Speakers discuss public record laws

Politico editor, IU professor say laws more open after Bush

An overflowing crowd squeezed into the David Letterman Communications and Media Building Rm. 125 Monday to hear prominent journalists speak about the availability of public records.

Bill Nichols, managing editor of Politico.com, and Tony Fargo, associate professor of journalism at Indiana University, came to campus as part of the journalism department's Professional-in-Residence program.

Nichols said the issue of public records has been important among journalists in the past eight years due to Bush administration policies. Nichols said the trend in that time was to withhold information from the public, unless there was a good reason to release it.

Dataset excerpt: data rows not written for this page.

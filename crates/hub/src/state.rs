use serde::Serialize;
use std::collections::VecDeque;
use std::sync::Arc;
use std::time::Instant;
use time::OffsetDateTime;
use tokio::sync::RwLock;

use crate::gateway::CommandRejection;
use crate::policy::{ActuatorStates, ActuatorTarget, ControlState, Mode, Transition};
use crate::record::RunRecord;
use crate::stage::StageTable;

/// Maximum number of events retained in the ring buffer.
const MAX_EVENTS: usize = 200;

// ---------------------------------------------------------------------------
// Public type alias
// ---------------------------------------------------------------------------

/// The one lock every reader and writer goes through. Critical sections
/// only touch memory: sensor polls, relay writes and network I/O happen
/// outside it.
pub type SharedState = Arc<RwLock<SystemState>>;

// ---------------------------------------------------------------------------
// Core types
// ---------------------------------------------------------------------------

pub struct SystemState {
    pub started_at: Instant,
    pub stages: StageTable,
    pub control: ControlState,
    pub events: VecDeque<SystemEvent>,
}

#[derive(Debug, Clone, Serialize)]
pub struct SystemEvent {
    #[serde(with = "time::serde::rfc3339")]
    pub ts: OffsetDateTime,
    pub kind: EventKind,
    pub detail: String,
}

#[derive(Debug, Clone, Copy, PartialEq, Eq, Serialize)]
#[serde(rename_all = "lowercase")]
pub enum EventKind {
    Mode,
    Stage,
    Actuator,
    Alarm,
    Sensor,
    Command,
    System,
}

// ---------------------------------------------------------------------------
// JSON response (what the API returns)
// ---------------------------------------------------------------------------

#[derive(Debug, Clone, Serialize)]
pub struct StatusResponse {
    pub mode: Mode,
    pub stage_index: usize,
    pub stage_name: String,
    pub stage_count: usize,
    pub target_temperature: f32,
    pub max_temperature: f32,
    pub target_humidity: f32,
    /// Last known values, `null` until the first successful read; check
    /// `reading_valid` before trusting them.
    pub temperature: Option<f32>,
    pub humidity: Option<f32>,
    pub reading_valid: bool,
    #[serde(with = "time::serde::rfc3339::option")]
    pub read_at: Option<OffsetDateTime>,
    pub alarm_active: bool,
    pub actuators: ActuatorStates,
    pub uptime_secs: u64,
    pub stage_elapsed_secs: u64,
    /// 0 in MANUAL and once the final stage has run its course.
    pub remaining_secs: u64,
    #[serde(with = "time::serde::rfc3339")]
    pub now: OffsetDateTime,
    /// One-line summary; stale readings render as `--`.
    pub summary: String,
    pub events: Vec<SystemEvent>,
}

// ---------------------------------------------------------------------------
// Construction & mutation
// ---------------------------------------------------------------------------

impl SystemState {
    pub fn new(stages: StageTable, now: Instant) -> Self {
        Self {
            started_at: now,
            stages,
            control: ControlState::new(now),
            events: VecDeque::with_capacity(MAX_EVENTS),
        }
    }

    /// Install the result of a control tick. `fault` describes why the
    /// sample is missing, if it is.
    pub fn apply_tick(&mut self, tr: &Transition, fault: Option<&str>) {
        let prev = self.control;
        let next = tr.next;
        self.control = next;

        match (prev.reading.valid, next.reading.valid) {
            (true, false) => self.push_event(
                EventKind::Sensor,
                format!("sensor read failed: {}", fault.unwrap_or("no data")),
            ),
            (false, true) => self.push_event(
                EventKind::Sensor,
                format!(
                    "sensor online: {:.1}°C {:.1}%",
                    next.reading.temperature, next.reading.humidity
                ),
            ),
            _ => {}
        }

        if tr.alarm_changed {
            let target = self.stages.get(next.stage_index).target_temperature;
            let detail = if next.alarm_active {
                format!(
                    "alarm raised: {:.1}°C vs target {target:.1}°C",
                    next.reading.temperature
                )
            } else {
                "alarm cleared".to_string()
            };
            self.push_event(EventKind::Alarm, detail);
        }

        for (actuator, on) in &tr.changes {
            if actuator.is_governed() {
                self.push_event(
                    EventKind::Actuator,
                    format!("{actuator} {}", if *on { "ON" } else { "OFF" }),
                );
            }
        }

        if let Some(index) = tr.advanced_to {
            let name = self.stages.get(index).name.clone();
            self.push_event(EventKind::Stage, format!("auto-advanced to {name}"));
        }
    }

    /// Flip AUTO↔MANUAL. Entering MANUAL switches the heater off and freezes
    /// every other output where it is; entering AUTO leaves outputs for the
    /// next tick to recompute.
    pub fn toggle_mode(&mut self) -> Mode {
        let mode = self.control.mode.toggled();
        self.control.mode = mode;
        if mode == Mode::Manual {
            self.control.actuators.heater = false;
        }
        self.push_event(EventKind::Mode, format!("switched to {mode}"));
        mode
    }

    /// Move to the next stage (holding at the last) and restart its clock.
    pub fn advance_stage(&mut self, now: Instant) -> usize {
        let index = self.stages.next_index(self.control.stage_index);
        self.control.stage_index = index;
        self.control.stage_started_at = now;
        self.control.refresh_alarm(&self.stages);

        let name = self.stages.get(index).name.clone();
        self.push_event(EventKind::Stage, format!("manually advanced to {name}"));
        index
    }

    /// Start the profile over: first stage, AUTO, fresh clock.
    pub fn reset_run(&mut self, now: Instant) {
        self.control.mode = Mode::Auto;
        self.control.stage_index = 0;
        self.control.stage_started_at = now;
        self.control.refresh_alarm(&self.stages);
        self.push_event(EventKind::Stage, "run reset to first stage".to_string());
    }

    /// Flip an output (or output group) on operator request.
    ///
    /// Groups go to the inverse of "any member on", so a split pair ends up
    /// off. No state changes when the request is rejected.
    pub fn toggle_actuator(&mut self, target: ActuatorTarget) -> Result<bool, CommandRejection> {
        let members = target.members();
        if members.iter().any(|a| !a.is_governed()) {
            return Err(CommandRejection::AlarmGoverned);
        }
        if self.control.mode == Mode::Auto {
            return Err(CommandRejection::ModeConflict(target.label().to_string()));
        }

        let on = !members.iter().any(|a| self.control.actuators.get(*a));
        for a in members {
            self.control.actuators.set(*a, on);
        }
        self.push_event(
            EventKind::Command,
            format!("{} toggled {}", target.label(), if on { "ON" } else { "OFF" }),
        );
        Ok(on)
    }

    /// Record an operator command that was refused.
    pub fn record_rejection(&mut self, rejection: &CommandRejection) {
        self.push_event(EventKind::Command, format!("rejected: {rejection}"));
    }

    /// Record a relay write that did not go through.
    pub fn record_actuator_fault(&mut self, detail: String) {
        self.push_event(EventKind::Actuator, detail);
    }

    /// Record a generic system event.
    pub fn record_system(&mut self, detail: String) {
        self.push_event(EventKind::System, detail);
    }

    /// Build the JSON-serialisable status snapshot.
    pub fn to_status(&self, now: Instant, wall: OffsetDateTime) -> StatusResponse {
        let c = &self.control;
        let stage = self.stages.get(c.stage_index);
        let elapsed = now.saturating_duration_since(c.stage_started_at);
        let remaining_secs = match c.mode {
            Mode::Manual => 0,
            Mode::Auto => stage.duration().saturating_sub(elapsed).as_secs(),
        };

        StatusResponse {
            mode: c.mode,
            stage_index: c.stage_index,
            stage_name: stage.name.clone(),
            stage_count: self.stages.last_index() + 1,
            target_temperature: stage.target_temperature,
            max_temperature: stage.max_temperature,
            target_humidity: stage.target_humidity,
            temperature: c.reading.read_at.map(|_| c.reading.temperature),
            humidity: c.reading.read_at.map(|_| c.reading.humidity),
            reading_valid: c.reading.valid,
            read_at: c.reading.read_at,
            alarm_active: c.alarm_active,
            actuators: c.actuators,
            uptime_secs: now.saturating_duration_since(self.started_at).as_secs(),
            stage_elapsed_secs: elapsed.as_secs(),
            remaining_secs,
            now: wall,
            summary: self.summary(),
            events: self.events.iter().rev().cloned().collect(),
        }
    }

    /// Run-log record for the current state.
    pub fn to_record(&self, wall: OffsetDateTime) -> RunRecord {
        let c = &self.control;
        let valid = c.reading.valid;
        RunRecord {
            ts: wall,
            mode: c.mode,
            stage_index: c.stage_index,
            stage_name: self.stages.get(c.stage_index).name.clone(),
            temperature: valid.then_some(c.reading.temperature),
            humidity: valid.then_some(c.reading.humidity),
            alarm_active: c.alarm_active,
            actuators: c.actuators,
        }
    }

    /// `T 25.0/30.0C H 60.0% YELLOWING AUTO H-F-D-!`
    pub fn summary(&self) -> String {
        let c = &self.control;
        let stage = self.stages.get(c.stage_index);
        let (t, h) = if c.reading.valid {
            (
                format!("{:.1}", c.reading.temperature),
                format!("{:.1}", c.reading.humidity),
            )
        } else {
            ("--".to_string(), "--".to_string())
        };
        format!(
            "T {t}/{:.1}C H {h}% {} {} {}{}",
            stage.target_temperature,
            stage.name,
            c.mode,
            c.actuators.flags(),
            if c.alarm_active { " ALARM" } else { "" }
        )
    }

    fn push_event(&mut self, kind: EventKind, detail: String) {
        if self.events.len() >= MAX_EVENTS {
            self.events.pop_front();
        }
        self.events.push_back(SystemEvent {
            ts: OffsetDateTime::now_utc(),
            kind,
            detail,
        });
    }
}

// ===========================================================================
// Tests
// ===========================================================================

"It was a time in which a frightening number of reporters were faced with the possibility of jail time," he said, "in which securing the most basic information from the Bush Administration was at times cause for mortal combat between government officials and the press."

Junior Kim Rasmussen said she didn't know the public had access to so many records and resources.

Nichols said a sign of hope is Congress considering a federal shield law. Shield laws protect reporters from releasing confidential sources. They are becoming increasingly important, he said.

Fargo expanded on Nichols points, saying Congress began to worry about information access during the Bush administration. In response, it passed the Open Government Act in 2007. However, President Bush moved the agency in charge of overseeing the new standards to the Department of Defense, where journalists typically were met with more opposition, he said.